//! Sensor readings exposed by the village resources.
//!
//! A [`SensorState`] is a plain snapshot: a kind tag plus a scalar value.
//! Resources own the mutable instance and hand out copies on every read
//! and every notification. Presence counters keep a [`PresenceLog`] of
//! identifiers instead and report its length as a `Count` reading.

pub mod presence_log;

pub use presence_log::PresenceLog;

use serde::{Deserialize, Serialize};
use std::fmt;
use strum::{AsRefStr, Display, EnumString};

/// What a reading measures.
#[derive(
    Debug, Clone, Copy, PartialEq, Eq, Hash, Serialize, Deserialize, Display, EnumString, AsRefStr,
)]
#[strum(serialize_all = "snake_case")]
#[serde(rename_all = "snake_case")]
pub enum SensorKind {
    /// Immersion temperature in degrees Celsius.
    Temperature,
    /// Chlorine concentration in mg/l.
    Concentration,
    /// Number of entries recorded by a presence counter.
    Count,
}

/// Immutable snapshot of a resource's scalar state.
#[derive(Debug, Clone, Copy, PartialEq, Serialize, Deserialize)]
pub struct SensorState {
    pub kind: SensorKind,
    pub value: f64,
}

impl SensorState {
    pub fn new(kind: SensorKind, value: f64) -> Self {
        Self { kind, value }
    }

    pub fn temperature(celsius: f64) -> Self {
        Self::new(SensorKind::Temperature, celsius)
    }

    pub fn concentration(value: f64) -> Self {
        Self::new(SensorKind::Concentration, value)
    }

    pub fn count(entries: usize) -> Self {
        Self::new(SensorKind::Count, entries as f64)
    }

    /// Same kind, different value. Used by actuators to build corrective writes.
    pub fn with_value(self, value: f64) -> Self {
        Self {
            kind: self.kind,
            value,
        }
    }
}

impl fmt::Display for SensorState {
    fn fmt(&self, f: &mut fmt::Formatter<'_>) -> fmt::Result {
        match self.kind {
            SensorKind::Count => write!(f, "{}={}", self.kind, self.value as u64),
            _ => write!(f, "{}={:.2}", self.kind, self.value),
        }
    }
}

- - - - -

→ Your goal
Identify the lines above with the word "Display". Copy them.

→ Written solution
use strum::{AsRefStr, Display, EnumString};
    Debug, Clone, Copy, PartialEq, Eq, Hash, Serialize, Deserialize, Display, EnumString, AsRefStr,
impl fmt::Display for SensorState {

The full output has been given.